What is most troubling to me is that the EPA has been empowered like never before under the current administration, even to the point of crossing the line and being rebuked by the Supreme Court a few times.  At the intersection of growing bureaucratic power, incompetence, and lack of accountability lies disaster – witness the Animas River destruction at the hands of the very agency charged with protecting it.  The crux of the issue is our irrational faith and trust in the competency and altruism of government agencies juxtaposed with an equally irrational distrust of profit-seeking private enterprise.  Why?

The incentives of government bureaucracies are so screwed up that accountability does not exist.  Who has been held accountable for the debacle at VA Hospitals? For the politicization of the IRS?  On the other hand, BP paid dearly for its sins, primarily from its own coffers as a largely self-insured corporation, and BP’s CEO resigned.  Who will pay for the Animas River disaster?  I’m guessing you and me… the taxpayers.
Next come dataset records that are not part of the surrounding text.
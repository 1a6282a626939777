pub mod ethics;
pub mod initializers;
pub mod origins;
pub mod portraits;

use super::fields::FieldSpec;

pub const KEY: FieldSpec = FieldSpec::single("key");
pub const ETHIC: FieldSpec = FieldSpec::multi("ethic");
pub const ORIGIN: FieldSpec = FieldSpec::single("origin");
pub const INITIALIZER: FieldSpec = FieldSpec::single("initializer").allowing_empty();
pub const PORTRAIT: FieldSpec = FieldSpec::single("portrait");

pub const SPECIES: &str = "species";
pub const SECONDARY_SPECIES: &str = "secondary_species";

// ── Tests ──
So let me get this straight.  EPA Director McCarthy has a high paying government job with what I’m sure is a generous pension.  Her agency is actually responsible for destroying what it is charged to protect, and who will bear the burden of the damage done by Ms. McCarthy’s incompetent agency?  The same people paying for her salary, benefits, and pension.  The worst possible outcome for Ms. McCarthy is that she may eventually have to escalate her apology to a resignation (though I’m not betting on it) and move on to collecting her pension without having to deal with those messy politics anymore.  Maybe she and Lois Lerner can share a beach somewhere.  What a great gig.  Now, tell me again why do we have so much faith in government?